Somalia, Palestine, and France: Ghost Countries for Ghost Countries

Under international law, states need three things in order to be recognized as such by other states: a population, a territory, and a government.

What really counts as an emerging Palestinian state’s population is unclear: is it just the residents of the West Bank and Gaza, or does it also include the Arab citizens or residents of Israel, as well as the Arab Palestinian refugees of 1948 wherever they may be and their ever-expanding patrilinear descent, even if they are citizens of other Arab or non-Arab countries?

If one is to retain the first, most restrictive definition -- residents of the West and Gaza -- the Palestinian state population would amount to about 4 million people. If one is to include all putative Palestinians all over the world, it would amount to about 11 million people, and this is actually the figure put forward by the Palestinian Central Bureau of Statistics (PCBS), a branch of the Palestinian Authority (PA). In order to get such a number, the PCBS brazenly goes so far as to claim 500,000 citizens of Chile, a South American country, as Palestinians.
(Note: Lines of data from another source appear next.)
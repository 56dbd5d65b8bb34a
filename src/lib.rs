//! # TierKV
//!
//! An embeddable LSM-tree key-value store with:
//! - Write-Ahead Logging (WAL) for durability, one segment per memtable
//! - Crash recovery with partial write handling
//! - Immutable SSTables with an offset index and crash-safe publication
//! - Background flush and full compaction on dedicated workers
//! - Snapshot reads that never wait for background work
//!
//! ## Architecture Overview
//!
//! ```text
//!            upsert                               get / range
//!               │                                     │
//! ┌─────────────▼─────────────┐          ┌────────────▼────────────┐
//! │  Writer lock              │          │  State snapshot (Arc)   │
//! │  WAL append → memtable    │          │  MergeIterator          │
//! └─────────────┬─────────────┘          └────────────┬────────────┘
//!               │                                     │
//!   ┌───────────▼──────────┐   ┌──────────────┐   ┌───▼──────────────┐
//!   │ Active MemTable      │──►│ Flushing     │──►│ SSTables         │
//!   │ (SkipMap)            │   │ MemTable     │   │ (newest first)   │
//!   └──────────────────────┘   └──────┬───────┘   └───▲──────────┬───┘
//!                                     │ flush worker  │          │
//!                                     └───────────────┘          │
//!                                        compaction worker ◄─────┘
//! ```

// =============================================================================
// Module Declarations
// =============================================================================

pub mod config;
pub mod entry;
pub mod error;

pub mod engine;
pub mod memtable;
pub mod merge;
pub mod storage;
pub mod wal;

mod io_util;

// =============================================================================
// Public API Re-exports
// =============================================================================

pub use config::{BackpressurePolicy, Config, ReadBackend, WalSyncStrategy};
pub use engine::{Engine, EngineIterator, EngineStats};
pub use entry::Entry;
pub use error::{Result, TierError};

// =============================================================================
// Version Info
// =============================================================================

/// Current version of TierKV
pub const VERSION: &str = env!("CARGO_PKG_VERSION");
Such elastic demographics do not fit with statehood recognition prerequisites.

What counts as Palestinian state territory is equally unclear: is it the various places deemed to be under Palestinian Authority control according to the Oslo accords; or those parts of the former Mandatory Palestine held by non-Palestinian Arab states between 1948 and 1967, as many Western countries tend to say nowadays, along with PA chairman Mahmoud Abbas; or Mandatory Palestine as a whole (including what is now Israel), as it is displayed on Palestinian emblems and maps, and routinely referred to in PA literature? Again, such uncertainty does not meet recognization prerequisites.

But the main issue against recognition is government. There are at least two aspiring Palestinian governments today: the Fatah-dominated government in Ramallah, which controls the West Bank, and the Hamas-dominated government in Gaza. Which means that there is none. Or alternatively, that there are two geographically separate Palestinian states in the making -- an interesting outcome.
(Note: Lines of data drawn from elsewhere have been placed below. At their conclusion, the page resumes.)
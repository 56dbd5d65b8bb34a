//! Flush coordinator
//!
//! `Active -> Flushing -> Active`. The writer freezes the active memtable
//! under the writer lock; the flush worker turns it into an SSTable with no
//! lock held and publishes it with one state swap.

use std::sync::Arc;

use super::state::{sort_tables, EngineState};
use super::{EngineInner, WriterState};
use crate::error::{Result, TierError};
use crate::memtable::MemTable;
use crate::storage::TableId;

impl EngineInner {
    /// Swap the active memtable into the flushing slot and start a new
    /// generation with its own WAL segment.
    ///
    /// Caller holds the writer lock and has checked the flushing slot is free.
    pub(super) fn freeze(&self, writer: &mut WriterState) -> Result<Arc<MemTable>> {
        let generation = writer.next_generation;

        // Every record of the old segment must be durable before its
        // memtable can be flushed and the segment checkpointed.
        writer.wal.sync()?;
        let wal = self
            .wal_dir
            .create_segment(generation, self.config.wal_sync_strategy)?;
        writer.wal = wal;
        writer.next_generation += 1;

        let fresh = Arc::new(MemTable::new(generation, self.config.memtable_size_limit));
        let mut state = self.state.write();
        let frozen = Arc::clone(&state.active);
        debug_assert!(state.flushing.is_none());
        *state = Arc::new(EngineState {
            active: fresh,
            flushing: Some(Arc::clone(&frozen)),
            sstables: state.sstables.clone(),
        });

        tracing::debug!(
            frozen = frozen.generation(),
            entries = frozen.entry_count(),
            size = frozen.size(),
            "memtable frozen"
        );
        Ok(frozen)
    }

    /// Write `memtable` as an SSTable and publish it. Runs on the flush worker.
    pub(super) fn flush_memtable(&self, memtable: &Arc<MemTable>) -> Result<()> {
        let generation = memtable.generation();
        tracing::info!(generation, entries = memtable.entry_count(), "flush started");

        let written = self
            .storage
            .write_table(TableId::flushed(generation), memtable.iter().map(Ok));
        let table = match written {
            Ok(table) => table,
            Err(e) => {
                let message = e.to_string();
                tracing::error!(generation, error = %message, "flush failed");
                {
                    let mut writer = self.writer.lock();
                    writer.flush_in_flight = false;
                    writer.flush_failure = Some(message.clone());
                }
                self.flush_done.notify_all();
                return Err(TierError::FlushFailed(message));
            }
        };

        {
            let mut writer = self.writer.lock();
            let mut state = self.state.write();
            let mut next = EngineState::clone(&state);
            if next
                .flushing
                .as_ref()
                .is_some_and(|flushing| Arc::ptr_eq(flushing, memtable))
            {
                next.flushing = None;
            }
            next.sstables.push(table);
            sort_tables(&mut next.sstables);
            *state = Arc::new(next);

            writer.flush_in_flight = false;
            writer.flush_failure = None;
        }
        self.flush_done.notify_all();

        // The table is durable; a segment left behind here is removed on the
        // next open because its generation is not above any table's.
        if let Err(e) = self.wal_dir.checkpoint(generation) {
            tracing::warn!(generation, error = %e, "WAL checkpoint failed");
        }

        tracing::info!(generation, "flush finished");
        Ok(())
    }

    /// True once enough tables exist to trigger a background compaction
    pub(super) fn wants_auto_compaction(&self) -> bool {
        match self.config.auto_compact_threshold {
            Some(threshold) => {
                !self.is_compacting() && self.state.read().sstables.len() >= threshold
            }
            None => false,
        }
    }
}
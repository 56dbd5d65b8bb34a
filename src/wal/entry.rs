//! WAL Entry definitions
//!
//! Defines the structure of individual WAL records and their codec.

use std::time::{SystemTime, UNIX_EPOCH};

use bytes::{Buf, BufMut, Bytes};

use crate::entry::Entry;
use crate::error::{Result, TierError};

/// Record header: LSN (8) + CRC (4) + payload length (4)
pub const HEADER_SIZE: usize = 16;

/// Timestamp prefix inside the payload
const TIMESTAMP_SIZE: usize = 8;

/// Smallest payload a record can carry: timestamp plus an empty key and value
pub(crate) const MIN_PAYLOAD_SIZE: usize = TIMESTAMP_SIZE + crate::entry::ENTRY_HEADER_SIZE;

/// A single entry in the WAL
#[derive(Debug, Clone, PartialEq, Eq)]
pub struct WalEntry {
    /// Log Sequence Number - monotonically increasing within a segment
    pub lsn: u64,

    /// The logged upsert (tombstone for deletes)
    pub entry: Entry,

    /// Timestamp (unix millis) when the record was created
    pub timestamp: u64,
}

/// Fields of a record header, before the payload is checked
#[derive(Debug, Clone, Copy)]
pub(crate) struct RecordHeader {
    pub lsn: u64,
    pub crc: u32,
    pub len: u32,
}

impl RecordHeader {
    pub(crate) fn parse(bytes: &[u8; HEADER_SIZE]) -> Self {
        let mut buf = &bytes[..];
        Self {
            lsn: buf.get_u64_le(),
            crc: buf.get_u32_le(),
            len: buf.get_u32_le(),
        }
    }

    /// True if `payload` is what this header's checksum was computed over
    pub(crate) fn matches(&self, payload: &[u8]) -> bool {
        payload.len() == self.len as usize && checksum(self.lsn, self.len, payload) == self.crc
    }
}

impl WalEntry {
    pub fn new(lsn: u64, entry: Entry) -> Self {
        let timestamp = SystemTime::now()
            .duration_since(UNIX_EPOCH)
            .map(|d| d.as_millis() as u64)
            .unwrap_or(0);
        Self {
            lsn,
            entry,
            timestamp,
        }
    }

    fn payload(&self) -> Vec<u8> {
        let mut payload = Vec::with_capacity(TIMESTAMP_SIZE + self.entry.encoded_len());
        payload.put_u64_le(self.timestamp);
        self.entry.encode_into(&mut payload);
        payload
    }

    /// Total bytes this record occupies on disk
    pub fn serialized_size(&self) -> usize {
        HEADER_SIZE + TIMESTAMP_SIZE + self.entry.encoded_len()
    }

    /// CRC over LSN, payload length and payload
    pub fn compute_crc(&self) -> u32 {
        let payload = self.payload();
        checksum(self.lsn, payload.len() as u32, &payload)
    }

    /// Encode as `[LSN][CRC][Len][Payload]`
    pub fn serialize(&self) -> Result<Vec<u8>> {
        let payload = self.payload();
        let len = u32::try_from(payload.len()).map_err(|_| {
            TierError::WalCorruption(format!("record payload too large: {} bytes", payload.len()))
        })?;

        let mut buf = Vec::with_capacity(HEADER_SIZE + payload.len());
        buf.put_u64_le(self.lsn);
        buf.put_u32_le(checksum(self.lsn, len, &payload));
        buf.put_u32_le(len);
        buf.extend_from_slice(&payload);
        Ok(buf)
    }

    /// Decode exactly one record from `bytes`
    pub fn deserialize(bytes: &[u8]) -> Result<Self> {
        if bytes.len() < HEADER_SIZE {
            return Err(TierError::WalCorruption(format!(
                "record header truncated: {} of {} bytes",
                bytes.len(),
                HEADER_SIZE
            )));
        }
        let mut header = [0u8; HEADER_SIZE];
        header.copy_from_slice(&bytes[..HEADER_SIZE]);
        let header = RecordHeader::parse(&header);

        let payload = &bytes[HEADER_SIZE..];
        if payload.len() != header.len as usize {
            return Err(TierError::WalCorruption(format!(
                "record payload length mismatch: header says {}, got {}",
                header.len,
                payload.len()
            )));
        }
        Self::from_parts(header, Bytes::copy_from_slice(payload))
    }

    /// Verify the checksum and decode the payload of a fully read record
    pub(crate) fn from_parts(header: RecordHeader, payload: Bytes) -> Result<Self> {
        let actual = checksum(header.lsn, header.len, &payload);
        if actual != header.crc {
            return Err(TierError::WalCorruption(format!(
                "CRC mismatch at LSN {}: expected {:#010x}, got {:#010x}",
                header.lsn, header.crc, actual
            )));
        }

        let mut payload = payload;
        if payload.remaining() < TIMESTAMP_SIZE {
            return Err(TierError::WalCorruption(format!(
                "record {} payload too short for timestamp",
                header.lsn
            )));
        }
        let timestamp = payload.get_u64_le();
        let entry = Entry::decode(&mut payload)
            .map_err(|e| TierError::WalCorruption(format!("record {}: {}", header.lsn, e)))?;
        if payload.has_remaining() {
            return Err(TierError::WalCorruption(format!(
                "record {} has {} trailing payload bytes",
                header.lsn,
                payload.remaining()
            )));
        }

        Ok(Self {
            lsn: header.lsn,
            entry,
            timestamp,
        })
    }
}

fn checksum(lsn: u64, len: u32, payload: &[u8]) -> u32 {
    let mut hasher = crc32fast::Hasher::new();
    hasher.update(&lsn.to_le_bytes());
    hasher.update(&len.to_le_bytes());
    hasher.update(payload);
    hasher.finalize()
}
//! Byte sources
//!
//! Positional read access to an immutable file, with a buffered file-handle
//! backend and a memory-mapped one.

use std::fs::File;
use std::io::{Read, Seek, SeekFrom};
use std::path::Path;
use std::sync::Arc;

use bytes::Bytes;
use memmap2::Mmap;
use parking_lot::Mutex;

use crate::config::ReadBackend;
use crate::error::{Result, TierError};

/// Read-only random access to the bytes of a file
pub trait ByteSource: Send + Sync {
    /// Total length in bytes
    fn len(&self) -> u64;

    fn is_empty(&self) -> bool {
        self.len() == 0
    }

    /// Read exactly `len` bytes starting at `offset`
    fn read_at(&self, offset: u64, len: usize) -> Result<Bytes>;
}

fn check_bounds(offset: u64, len: usize, total: u64) -> Result<()> {
    match offset.checked_add(len as u64) {
        Some(end) if end <= total => Ok(()),
        _ => Err(TierError::Corruption(format!(
            "read of {} bytes at offset {} past end of file ({} bytes)",
            len, offset, total
        ))),
    }
}

/// Seek-and-read through a shared file handle
pub struct FileSource {
    file: Mutex<File>,
    len: u64,
}

impl FileSource {
    pub fn open(path: &Path) -> Result<Self> {
        let file = File::open(path)?;
        let len = file.metadata()?.len();
        Ok(Self {
            file: Mutex::new(file),
            len,
        })
    }
}

impl ByteSource for FileSource {
    fn len(&self) -> u64 {
        self.len
    }

    fn read_at(&self, offset: u64, len: usize) -> Result<Bytes> {
        check_bounds(offset, len, self.len)?;
        let mut buf = vec![0u8; len];
        let mut file = self.file.lock();
        file.seek(SeekFrom::Start(offset))?;
        file.read_exact(&mut buf)?;
        Ok(Bytes::from(buf))
    }
}

/// Whole-file read-only memory map
pub struct MmapSource {
    // Zero-length files cannot be mapped on every platform
    map: Option<Mmap>,
}

impl MmapSource {
    pub fn open(path: &Path) -> Result<Self> {
        let file = File::open(path)?;
        if file.metadata()?.len() == 0 {
            return Ok(Self { map: None });
        }
        // SAFETY: SSTable files are never modified after they are renamed
        // into place, only unlinked.
        let map = unsafe { Mmap::map(&file)? };
        Ok(Self { map: Some(map) })
    }

    fn bytes(&self) -> &[u8] {
        self.map.as_deref().unwrap_or(&[])
    }
}

impl ByteSource for MmapSource {
    fn len(&self) -> u64 {
        self.bytes().len() as u64
    }

    fn read_at(&self, offset: u64, len: usize) -> Result<Bytes> {
        check_bounds(offset, len, self.len())?;
        let start = offset as usize;
        Ok(Bytes::copy_from_slice(&self.bytes()[start..start + len]))
    }
}

/// Open `path` with the configured backend
pub fn open_source(path: &Path, backend: ReadBackend) -> Result<Arc<dyn ByteSource>> {
    Ok(match backend {
        ReadBackend::Buffered => Arc::new(FileSource::open(path)?),
        ReadBackend::Mmap => Arc::new(MmapSource::open(path)?),
    })
}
Neither the Ramallah government nor the Gaza government is legitimate, even by the highly flawed criteria of PA law: the first one was appointed by Mahmoud Abbas, whose term as PA president has been over since January 9, 2009; the second one took over the Gaza Strip in a violent coup in 2007. Any credit the Ramallah government enjoys on international scenes derives in the first place from the formal and informal ties that Israel, for good or bad reasons, is willing to keep with it.

There is even a third Palestinian government to be considered: the Palestine Liberation Organization, which issued a Unilateral Declaration of Independence in Algiers in 1988. The PLO was subsequently granted diplomatic recognition as the legitimate representative of the Palestinian people by most Communist and Third World countries and even a growing number of Western countries. Throughout the current debates about a Palestinian state’s accession to the UN and UNESCO, the fact that the PLO already sits at observer’s level at the UN and at most international organizations and that its president is Abbas himself has been routinely ignored.

The current PLO/PA duality, as well as a prospective PLO/Palestinian state duality, is part and parcel of the Palestinian strategies: it means that whatever the PA or a state of Palestine may agree is not to be binding on the Palestinian national movement as embodied by the PLO. This is reminiscent of the classic Communist distinction between the Soviet state, which may engage in treaties with the bourgeois states, and the Communist International, which may ignore them.

No defined population or territory, no undisputed national government: Palestine (whatever it means) cannot be deemed a state under present circumstances and accordingly cannot be admitted as a member-state by international organizations.

The U.S., thanks to Congressional legislation, stuck to such basics at the UNESCO October 31 vote. Only 16 other UNESCO members made a similar decision. Fifty-three abstained, however: they entertained no illusion about the admission of Palestine, but were not bold enough to state it explicitly. One hundred and seven countries supported admission. Including Somalia. And Libya, which is hardly in better shape than Somalia nowadays. And France, which may no longer be as strong as a state and a country as it used to be.

Pundits at and around Quai d’Orsay (the French Ministry of Foreign Affairs) claim that since France is poised to abstain in the UN vote on Palestine, something Arab and Islamic countries resent enormously, it had to appear more "positive" at the UNESCO vote. My feeling: France’s vote has less to do with Arab and Islamic countries than with the domestic Arab and Islamic community.

Remember: 2012 is an election year, and Sarkozy is not exactly popular. French citizens of Arab descent or of the Islamic persuasion (5% of the vote so far, according to various estimates) will have a say. For the time being, 16% of them only say they may cast their ballot for the incumbent. Moreover, unrest among the Arab and Islamic community at large -- this includes foreign legal and illegal residents and may amount to 10% of the global population at least -- can turn overnight into a major crisis. On November 2, the satiric paper Charlie Hebdo published Sharia Hebdo, a special issue on Islamic fanaticism.

Its offices were torched the same night, a warning of some sort.